Re: [PATCH v8 09/12] sysfs: fix deadlock race with module removal

Luis Chamberlain <mcgrof@xxxxxxxxxx> · Mon, 11 Oct 2021 15:26:02 -0700

On Tue, Oct 05, 2021 at 01:50:31PM -0700, Kees Cook wrote:
> On Mon, Sep 27, 2021 at 09:38:02AM -0700, Luis Chamberlain wrote:
> > A sketch of how this can happen follows, consider foo a local mutex
> > part of a driver, and used on the driver's module exit routine and
> > on one of its sysfs ops:
> > 
> > foo.c:
> > static DEFINE_MUTEX(foo);
> > static ssize_t foo_store(struct device *dev,
> > 			 struct device_attribute *attr,
> > 			 const char *buf, size_t count)
> > {
> > 	...
> > 	mutex_lock(&foo);
> > 	...
> > 	mutex_lock(&foo);
> > 	...
> > }
> > static DEVICE_ATTR_RW(foo);
> > ...
> > void foo_exit(void)
> > {
> > 	mutex_lock(&foo);
> > 	...
> > 	mutex_unlock(&foo);
> > }
> > module_exit(foo_exit);
> > 
> > And this can lead to this condition:
> > 
> > CPU A                              CPU B
> >                                    foo_store()
> > foo_exit()
> >   mutex_lock(&foo)
> >                                    mutex_lock(&foo)
> >    del_gendisk(some_struct->disk);
> >      device_del()
> >        device_remove_groups()
> 
> Please expand this further, where does device_remove_groups() end up
> waiting for that never happens?

Sure.
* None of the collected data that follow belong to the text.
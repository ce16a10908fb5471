//! Integration test crate for Reelcut.
//!
//! This crate exists solely to hold cross-crate integration tests.
//! It depends on multiple reelcut crates to verify they work together.

#[cfg(test)]
mod support;

#[cfg(test)]
mod session;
How about:

Furthermore, device_remove_groups() will just go on trying to remove
the sysfs files, which are kernfs entries. The way kernfs deals with
removal is that it will wait until all active references for the files
being removed are done. The active reference is obtained through
kernfs_get_active(). Removal ends up waiting through kernfs_drain()
for the active references to be done, and that only happens if the
kernfs file ops can complete. If these kernfs ops / sysfs files
are waiting for a mutex which taken by the module's exit routine
prior to trying to remove the sysfs files we deadlock.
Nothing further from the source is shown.